ARCHAEOLOGICAL & CULTURAL NEWS OF THE IRANIAN WORLD

 

Invaders, Looters and Vandals

 

27 June 2007

 

 

Damaged tomb of Ezekiel at Kifl

 

By Susannah Tarbush

(Photographs courtesy of: British Museum)

Since the US-led invasion of Iraq in March 2003, the damage to the country's antiquities has been devastating. Numerous sites of incomparable archaeological importance - which are vital to the study of the many cultures which have been present during Iraq's thousands of years of recorded history - have been ransacked by looters or devastated by foreign troops. The true scale of this tragedy was revealed recently in a presentation in London by Abbas Al-Husseiny, the chairman of Iraq's State Board of Antiquities and John Curtis, keeper of the British Museum's Middle East collections.
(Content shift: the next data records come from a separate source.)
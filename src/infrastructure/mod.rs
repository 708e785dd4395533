//! Infrastructure layer for filesystem and environment interactions.
//!
//! Resolves where the store, the log file and the configuration live.

pub mod paths;

pub use paths::{default_config_path, default_data_dir, expand_tilde, log_path, store_path};
impl Document {
    fn empty() -> Self {
        Self {
            version: FORMAT_VERSION,
            next_package_id: first_id(),
            next_group_id: first_id(),
            packages: Vec::new(),
            groups: Vec::new(),
            memberships: Vec::new(),
        }
    }

    fn live_packages(&self) -> impl Iterator<Item = &PackageRecord> {
        self.packages.iter().filter(|p| !p.deleted)
    }

    fn live_group(&self, name: &str) -> Option<&GroupRecord> {
        self.groups.iter().find(|g| !g.deleted && g.name == name)
    }
}

/// [`Storage`] backed by a single JSON file.
///
/// Not `Sync`; [`Registry`](crate::registry::Registry) serializes access with
/// a mutex.
///
/// ```json
/// {
///   "version": 1,
///   "next_package_id": 3,
///   "next_group_id": 2,
///   "packages": [
///     {
///       "id": 1,
///       "name": "log",
///       "url": "github.com/charmbracelet/log",
///       "version": null,
///       "freq": 4,
///       "last_used": 1700000000,
///       "deleted": false,
///       "created_at": 1690000000
///     }
///   ],
///   "groups": [{ "id": 1, "name": "cli", "deleted": false }],
///   "memberships": [{ "group_id": 1, "package_id": 1 }]
/// }
/// ```
pub struct JsonStorage {
    path: PathBuf,
    doc: Document,
    /// Set when `doc` holds changes the file does not.
    unsaved: bool,
}

impl JsonStorage {
    /// Opens the store at `path`, starting empty when the file does not exist
    /// yet. Missing parent directories are created.
    ///
    /// # Errors
    ///
    /// Fails when the directory cannot be created, the file cannot be read,
    /// or its contents are not a store document this version understands.
    ///
    /// ```no_run
    /// use modstash::storage::JsonStorage;
    ///
    /// let store = JsonStorage::new("/tmp/modstash.json".into())?;
    /// # Ok::<(), modstash::ModstashError>(())
    /// ```
    pub fn new(path: PathBuf) -> Result<Self> {
        if let Some(dir) = path.parent() {
            std::fs::create_dir_all(dir)?;
        }

        let doc = if path.exists() {
            Self::read_document(&path)?
        } else {
            tracing::debug!(path = %path.display(), "no store yet, starting empty");
            Document::empty()
        };

        tracing::debug!(
            path = %path.display(),
            packages = doc.packages.len(),
            groups = doc.groups.len(),
            memberships = doc.memberships.len(),
            "store opened"
        );

        Ok(Self {
            path,
            doc,
            unsaved: false,
        })
    }

    /// Location of the backing file.
    #[must_use]
    pub fn path(&self) -> &Path {
        &self.path
    }

    fn read_document(path: &Path) -> Result<Document> {
        let raw = std::fs::read_to_string(path)?;
        let doc: Document = serde_json::from_str(&raw)
            .map_err(|e| ModstashError::Storage(format!("{} is not a valid store: {e}", path.display())))?;

        if doc.version > FORMAT_VERSION {
            return Err(ModstashError::Storage(format!(
                "store format version {} is newer than supported version {FORMAT_VERSION}",
                doc.version
            )));
        }
        Ok(doc)
    }

    /// Writes the document through a temporary sibling file.
    fn flush(&mut self) -> Result<()> {
        if !self.unsaved {
            return Ok(());
        }

        let body = serde_json::to_string_pretty(&self.doc)
            .map_err(|e| ModstashError::Storage(format!("cannot encode store: {e}")))?;
        let staging = self.path.with_extension("tmp");
        std::fs::write(&staging, body)?;
        std::fs::rename(&staging, &self.path)?;

        self.unsaved = false;
        tracing::trace!(path = %self.path.display(), "store written");
        Ok(())
    }

    /// Writes the document. When the write fails, `previous` is put back so
    /// memory never holds a change the caller was told failed.
    fn commit(&mut self, previous: Document) -> Result<()> {
        self.unsaved = true;
        match self.flush() {
            Ok(()) => Ok(()),
            Err(e) => {
                tracing::warn!(error = %e, path = %self.path.display(), "store write failed, change rolled back");
                self.doc = previous;
                self.unsaved = false;
                Err(e)
            }
        }
    }

    fn limited(mut records: Vec<PackageRecord>, limit: i64) -> Vec<PackageRecord> {
        if let Ok(limit) = usize::try_from(limit) {
            records.truncate(limit);
        }
        records
    }

    /// `<file>.bak.<unix-ts>` next to the store file.
    fn backup_path(&self, timestamp: i64) -> PathBuf {
        let mut name = OsString::from(self.path.as_os_str());
        name.push(format!(".bak.{timestamp}"));
        PathBuf::from(name)
    }
}
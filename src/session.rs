//! Interactive terminal session.
//!
//! Owns the terminal for the lifetime of the session and runs the event loop:
//!
//! ```text
//! input thread ──Key/Resize──┐
//! ticker thread ───Tick──────┼──► mpsc queue ──► keymap ──► handle_event ──► actions
//! worker threads ─Response───┘                                   │              │
//!                                                                 ▼              ▼
//!                                                              render       Dispatcher
//! ```
//!
//! The loop thread is the only owner of [`AppState`] and never blocks on the
//! registry or the installer; those run on dispatcher threads and come back as
//! queued responses, handled strictly in arrival order.

use crate::app::keymap::map_key;
use crate::app::{handle_event, startup_actions, Action, AppState, Event};
use crate::domain::error::{ModstashError, Result};
use crate::registry::Registry;
use crate::ui;
use crate::worker::{Dispatcher, WorkerResponse};
use crate::Config;
use crossterm::event::{self as term_event, KeyEvent};
use crossterm::terminal::{self, Clear, ClearType, EnterAlternateScreen, LeaveAlternateScreen};
use crossterm::{cursor, execute, queue};
use std::io::{self, Write};
use std::sync::atomic::{AtomicBool, Ordering};
use std::sync::mpsc::{self, Receiver, Sender};
use std::sync::Arc;
use std::thread;
use std::time::Duration;

/// How long the input thread waits for a key before checking for shutdown.
const POLL_INTERVAL: Duration = Duration::from_millis(50);

/// Spinner frame rate.
const TICK_INTERVAL: Duration = Duration::from_millis(100);

/// Everything the session loop consumes, in one queue.
#[derive(Debug)]
pub enum Inbound {
    Key(KeyEvent),
    Resize { cols: u16, rows: u16 },
    Tick,
    Worker(WorkerResponse),
}

impl From<WorkerResponse> for Inbound {
    fn from(response: WorkerResponse) -> Self {
        Self::Worker(response)
    }
}

/// Raw mode plus alternate screen, restored on drop even when the loop
/// returns early with an error.
struct TerminalGuard;

impl TerminalGuard {
    fn enter() -> Result<Self> {
        terminal::enable_raw_mode()?;
        let guard = Self;
        execute!(io::stdout(), EnterAlternateScreen, cursor::Hide)?;
        Ok(guard)
    }
}

impl Drop for TerminalGuard {
    fn drop(&mut self) {
        let _ = execute!(io::stdout(), cursor::Show, LeaveAlternateScreen);
        let _ = terminal::disable_raw_mode();
    }
}

/// Runs the interactive session until the user quits.
///
/// # Errors
///
/// Returns an error if the terminal cannot be put into raw mode, a background
/// thread cannot be started, or writing to the terminal fails. Registry
/// failures never end the session; they become status messages.
pub fn start_session(registry: Arc<Registry>, config: &Config) -> Result<()> {
    let _span = tracing::info_span!("session").entered();

    let mut state = crate::initialize(config);
    let (sender, receiver) = mpsc::channel::<Inbound>();
    let dispatcher = Dispatcher::new(registry, sender.clone());
    let running = Arc::new(AtomicBool::new(true));

    spawn_input_thread(sender.clone(), Arc::clone(&running))?;
    spawn_ticker(sender, Arc::clone(&running))?;

    let result = TerminalGuard::enter().and_then(|guard| {
        tracing::info!(theme = %state.theme.name, "session started");
        for action in startup_actions(&state) {
            execute_action(&mut state, &dispatcher, action);
        }
        let outcome = run_loop(&mut state, &receiver, &dispatcher);
        drop(guard);
        outcome
    });

    running.store(false, Ordering::Relaxed);
    match &result {
        Ok(()) => tracing::info!("session ended"),
        Err(e) => tracing::error!(error = %e, "session aborted"),
    }
    result
}

fn spawn_input_thread(sender: Sender<Inbound>, running: Arc<AtomicBool>) -> Result<()> {
    thread::Builder::new()
        .name("modstash-input".to_string())
        .spawn(move || {
            while running.load(Ordering::Relaxed) {
                let inbound = match term_event::poll(POLL_INTERVAL) {
                    Ok(false) => continue,
                    Ok(true) => match term_event::read() {
                        Ok(term_event::Event::Key(key)) => Inbound::Key(key),
                        Ok(term_event::Event::Resize(cols, rows)) => Inbound::Resize { cols, rows },
                        Ok(_) => continue,
                        Err(e) => {
                            tracing::error!(error = %e, "reading terminal input failed");
                            break;
                        }
                    },
                    Err(e) => {
                        tracing::error!(error = %e, "polling terminal input failed");
                        break;
                    }
                };
                if sender.send(inbound).is_err() {
                    break;
                }
            }
            tracing::debug!("input thread stopped");
        })
        .map(|_| ())
        .map_err(|e| ModstashError::Worker(format!("failed to start input thread: {e}")))
}

fn spawn_ticker(sender: Sender<Inbound>, running: Arc<AtomicBool>) -> Result<()> {
    thread::Builder::new()
        .name("modstash-ticker".to_string())
        .spawn(move || {
            while running.load(Ordering::Relaxed) {
                thread::sleep(TICK_INTERVAL);
                if sender.send(Inbound::Tick).is_err() {
                    break;
                }
            }
        })
        .map(|_| ())
        .map_err(|e| ModstashError::Worker(format!("failed to start ticker: {e}")))
}

/// Whether the loop keeps going after an action.
#[derive(Debug, PartialEq, Eq)]
enum Flow {
    Continue,
    Quit,
}

fn run_loop(state: &mut AppState, receiver: &Receiver<Inbound>, dispatcher: &Dispatcher<Inbound>) -> Result<()> {
    let (mut cols, mut rows) = terminal::size()?;
    draw(state, rows, cols)?;

    while let Ok(inbound) = receiver.recv() {
        let event = match inbound {
            Inbound::Key(key) => match map_key(state, key) {
                Some(event) => event,
                None => continue,
            },
            Inbound::Resize { cols: c, rows: r } => {
                tracing::debug!(cols = c, rows = r, "terminal resized");
                (cols, rows) = (c, r);
                draw(state, rows, cols)?;
                continue;
            }
            Inbound::Tick => Event::Tick,
            Inbound::Worker(response) => Event::Worker(response),
        };

        let (needs_render, actions) = handle_event(state, &event)?;
        for action in actions {
            if execute_action(state, dispatcher, action) == Flow::Quit {
                return Ok(());
            }
        }

        if needs_render {
            draw(state, rows, cols)?;
        }
    }

    tracing::warn!("event queue closed");
    Ok(())
}

/// Executes one action. A failed dispatch becomes a status message.
#[tracing::instrument(level = "debug", skip(state, dispatcher))]
fn execute_action(state: &mut AppState, dispatcher: &Dispatcher<Inbound>, action: Action) -> Flow {
    match action {
        Action::Quit => Flow::Quit,
        Action::PostToWorker(message) => {
            let operation = message.operation();
            if let Err(e) = dispatcher.dispatch(message) {
                tracing::error!(operation = operation.label(), error = %e, "dispatch failed");
                if operation.is_install() {
                    state.installing = false;
                }
                state.error(format!("Error: {e}"));
            }
            Flow::Continue
        }
    }
}

/// Renders a full frame into a buffer and writes it in one go.
fn draw(state: &AppState, rows: u16, cols: u16) -> Result<()> {
    let mut frame = Vec::with_capacity(usize::from(rows) * usize::from(cols) * 4);
    queue!(frame, Clear(ClearType::All))?;
    ui::render(&mut frame, state, usize::from(rows), usize::from(cols))?;

    let mut stdout = io::stdout().lock();
    stdout.write_all(&frame)?;
    stdout.flush()?;
    Ok(())
}
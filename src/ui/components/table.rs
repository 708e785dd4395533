//! Table component renderer.
//!
//! Renders the package list as a five-column table (NAME, VERSION, FREQ,
//! LAST USED, URL) and the group list as a single column. Supports cursor
//! highlighting, selection markers and fuzzy match highlighting.

use crate::app::view::{
    FREQ_COLUMN_WIDTH, LAST_USED_COLUMN_WIDTH, MARKER_WIDTH, NAME_COLUMN_WIDTH,
    VERSION_COLUMN_WIDTH,
};
use crate::ui::helpers::{self, char_len, position_cursor, write_padded};
use crate::ui::theme::Theme;
use crate::ui::viewmodel::{GroupRow, PackageRow};
use std::io::{self, Write};

const MARKER: &str = "● ";

/// Renders the package column headers at `row`.
///
/// Returns the next available row position.
pub fn render_package_headers<W: Write>(out: &mut W, row: usize, theme: &Theme) -> io::Result<usize> {
    position_cursor(out, row, 1)?;
    write!(out, "{}{}", Theme::bold(), Theme::fg(&theme.colors.header_fg))?;
    write!(out, "{}", " ".repeat(MARKER_WIDTH))?;
    write_padded(out, "NAME", NAME_COLUMN_WIDTH)?;
    write_padded(out, "VERSION", VERSION_COLUMN_WIDTH)?;
    write_padded(out, "FREQ", FREQ_COLUMN_WIDTH)?;
    write_padded(out, "LAST USED", LAST_USED_COLUMN_WIDTH)?;
    write!(out, "URL{}", Theme::reset())?;
    Ok(row + 1)
}

/// Renders all package rows starting at `row`.
///
/// Returns the next available row position.
pub fn render_package_rows<W: Write>(
    out: &mut W,
    row: usize,
    items: &[PackageRow],
    theme: &Theme,
    cols: usize,
) -> io::Result<usize> {
    let mut current_row = row;
    for item in items {
        current_row = render_package_row(out, current_row, item, theme, cols)?;
    }
    Ok(current_row)
}

/// Renders a single package row.
///
/// # Styling Precedence
///
/// 1. Cursor background (if `is_cursor`)
/// 2. Fuzzy match highlights (unless under the cursor)
/// 3. Normal text color, with dimmed secondary columns
///
/// The row is padded to the full terminal width so the cursor background
/// spans the whole line.
fn render_package_row<W: Write>(
    out: &mut W,
    row: usize,
    item: &PackageRow,
    theme: &Theme,
    cols: usize,
) -> io::Result<usize> {
    position_cursor(out, row, 1)?;

    let base = if item.is_cursor {
        format!(
            "{}{}",
            Theme::fg(&theme.colors.cursor_fg),
            Theme::bg(&theme.colors.cursor_bg)
        )
    } else {
        Theme::fg(&theme.colors.text_normal)
    };
    write!(out, "{base}")?;

    if item.is_marked {
        if !item.is_cursor {
            write!(out, "{}", Theme::fg(&theme.colors.marked_fg))?;
        }
        write!(out, "{MARKER}{base}")?;
    } else {
        write!(out, "{}", " ".repeat(MARKER_WIDTH))?;
    }

    helpers::render_highlighted_text(out, &item.name, &item.highlight_ranges, theme, item.is_cursor)?;
    write!(out, "{}", " ".repeat(NAME_COLUMN_WIDTH.saturating_sub(char_len(&item.name))))?;

    if !item.is_cursor {
        write!(out, "{}", Theme::fg(&theme.colors.text_dim))?;
    }
    write_padded(out, &item.version, VERSION_COLUMN_WIDTH)?;
    write_padded(out, &item.freq.to_string(), FREQ_COLUMN_WIDTH)?;
    write_padded(out, &item.last_used, LAST_USED_COLUMN_WIDTH)?;
    write!(out, "{}", item.url)?;

    let line_len = MARKER_WIDTH
        + NAME_COLUMN_WIDTH
        + VERSION_COLUMN_WIDTH
        + FREQ_COLUMN_WIDTH
        + LAST_USED_COLUMN_WIDTH
        + char_len(&item.url);
    write!(out, "{}{}", " ".repeat(cols.saturating_sub(line_len)), Theme::reset())?;
    Ok(row + 1)
}

/// Renders the group column header at `row`.
///
/// Returns the next available row position.
pub fn render_group_headers<W: Write>(out: &mut W, row: usize, theme: &Theme) -> io::Result<usize> {
    position_cursor(out, row, 1)?;
    write!(
        out,
        "{}{}{}GROUP{}",
        Theme::bold(),
        Theme::fg(&theme.colors.header_fg),
        " ".repeat(MARKER_WIDTH),
        Theme::reset()
    )?;
    Ok(row + 1)
}

/// Renders group rows starting at `row`, indented by `indent` columns and
/// padded to `width`.
///
/// Returns the next available row position.
pub fn render_group_rows<W: Write>(
    out: &mut W,
    row: usize,
    items: &[GroupRow],
    theme: &Theme,
    indent: usize,
    width: usize,
) -> io::Result<usize> {
    let mut current_row = row;
    for item in items {
        position_cursor(out, current_row, indent + 1)?;
        if item.is_cursor {
            write!(
                out,
                "{}{}",
                Theme::fg(&theme.colors.cursor_fg),
                Theme::bg(&theme.colors.cursor_bg)
            )?;
        } else {
            write!(out, "{}", Theme::fg(&theme.colors.text_normal))?;
        }
        let text = format!("{}{}", " ".repeat(MARKER_WIDTH), item.name);
        write_padded(out, &helpers::truncate(&text, width), width)?;
        write!(out, "{}", Theme::reset())?;
        current_row += 1;
    }
    Ok(current_row)
}
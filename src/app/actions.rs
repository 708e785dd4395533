//! Actions representing side effects to be executed by the session runtime.
//!
//! The event handler never performs I/O. It returns a `Vec<Action>` and the
//! runtime executes them in order after the state update has completed.
//!
//! # Example
//!
//! ```rust
//! use modstash::app::Action;
//! use modstash::domain::SortMode;
//! use modstash::worker::WorkerMessage;
//!
//! let actions = vec![
//!     Action::PostToWorker(WorkerMessage::load_packages(SortMode::LastUsed)),
//! ];
//! assert_eq!(actions.len(), 1);
//! ```

use crate::worker::WorkerMessage;

/// Commands representing side effects to be executed by the session runtime.
#[derive(Debug, Clone, PartialEq, Eq)]
pub enum Action {
    /// Leaves the session and restores the terminal.
    ///
    /// Emitted for a soft quit when nothing is installing, and for a hard quit
    /// unconditionally.
    Quit,

    /// Hands a command to the background dispatcher.
    PostToWorker(WorkerMessage),
}
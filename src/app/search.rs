//! Fuzzy ranking of packages against a search query.
//!
//! Candidates are matched as `"<name> <url>"` with the Skim algorithm. Ranking
//! is deterministic: higher score first, ties broken by original position. The
//! result is a list of indices into the input, so callers can map back without
//! cloning or reordering their data.

use crate::domain::Package;
use fuzzy_matcher::skim::SkimMatcherV2;
use fuzzy_matcher::FuzzyMatcher;

/// Text a package is matched against.
#[must_use]
pub fn candidate_text(package: &Package) -> String {
    format!("{} {}", package.name, package.url)
}

/// Ranks `packages` against `query`, returning indices of the matches.
///
/// An empty (or whitespace-only) query matches everything in input order.
///
/// # Example
///
/// ```
/// use modstash::app::search::rank;
/// use modstash::domain::Package;
///
/// let packages = vec![
///     Package::new(1, "log", "github.com/charmbracelet/log", None),
///     Package::new(2, "cobra", "github.com/spf13/cobra", None),
/// ];
/// assert_eq!(rank(&packages, "cob"), vec![1]);
/// assert_eq!(rank(&packages, ""), vec![0, 1]);
/// ```
#[must_use]
pub fn rank(packages: &[Package], query: &str) -> Vec<usize> {
    let query = query.trim();
    if query.is_empty() {
        return (0..packages.len()).collect();
    }

    let _span = tracing::debug_span!("fuzzy_rank",
        candidates = packages.len(),
        query_len = query.len()
    ).entered();

    let matcher = SkimMatcherV2::default();
    let mut scored: Vec<(i64, usize)> = packages
        .iter()
        .enumerate()
        .filter_map(|(idx, package)| {
            matcher
                .fuzzy_match(&candidate_text(package), query)
                .map(|score| (score, idx))
        })
        .collect();

    scored.sort_by(|a, b| b.0.cmp(&a.0).then(a.1.cmp(&b.1)));

    tracing::debug!(matched = scored.len(), "fuzzy ranking complete");
    scored.into_iter().map(|(_, idx)| idx).collect()
}

/// Character ranges of `text` matched by `query`, for highlighting.
///
/// Consecutive matched characters are coalesced into one `(start, end)` range
/// (exclusive end, character indices).
#[must_use]
pub fn highlight_ranges(text: &str, query: &str) -> Vec<(usize, usize)> {
    let query = query.trim();
    if query.is_empty() {
        return Vec::new();
    }

    let Some((_score, indices)) = SkimMatcherV2::default().fuzzy_indices(text, query) else {
        return Vec::new();
    };

    let mut ranges: Vec<(usize, usize)> = Vec::new();
    for idx in indices {
        match ranges.last_mut() {
            Some((_, end)) if *end == idx => *end = idx + 1,
            _ => ranges.push((idx, idx + 1)),
        }
    }
    ranges
}

#[cfg(test)]
mod tests {
    use super::*;

    fn packages() -> Vec<Package> {
        vec![
            Package::new(1, "log", "github.com/charmbracelet/log", None),
            Package::new(2, "lipgloss", "github.com/charmbracelet/lipgloss", None),
            Package::new(3, "cobra", "github.com/spf13/cobra", None),
        ]
    }

    #[test]
    fn no_match_yields_empty() {
        assert!(rank(&packages(), "zzzz").is_empty());
    }

    #[test]
    fn url_text_is_searchable() {
        let ranked = rank(&packages(), "spf13");
        assert_eq!(ranked, vec![2]);
    }

    #[test]
    fn ranking_is_deterministic_and_leaves_input_alone() {
        let input = packages();
        let before = input.clone();
        let first = rank(&input, "charm");
        let second = rank(&input, "charm");
        assert_eq!(first, second);
        assert_eq!(input, before);
        assert_eq!(first.len(), 2);
    }

    #[test]
    fn equal_scores_keep_input_order() {
        let twins = vec![
            Package::new(1, "same", "x.io/same", None),
            Package::new(2, "same", "x.io/same", None),
        ];
        assert_eq!(rank(&twins, "same"), vec![0, 1]);
    }

    #[test]
    fn highlight_ranges_are_coalesced() {
        let ranges = highlight_ranges("cobra", "cob");
        assert_eq!(ranges, vec![(0, 3)]);
        assert!(highlight_ranges("cobra", "").is_empty());
    }
}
As Susannah Tarbush writes, their assessment of the damage and future threat to Iraq's cultural heritage has had a profound affect on our understanding of this extraordinary cultural heritage.

 


 

LONDON, (CAIS) -- For the audience of archaeologists and other experts in ancient civilizations gathered in a lecture theatre at the British Museum in London recently, the images from Iraq projected on a screen were like a horror show. They vividly conveyed the toll that four years of occupation and conflict have taken on one of the world's richest endowments of archaeological sites, ancient treasures, monuments and religious buildings.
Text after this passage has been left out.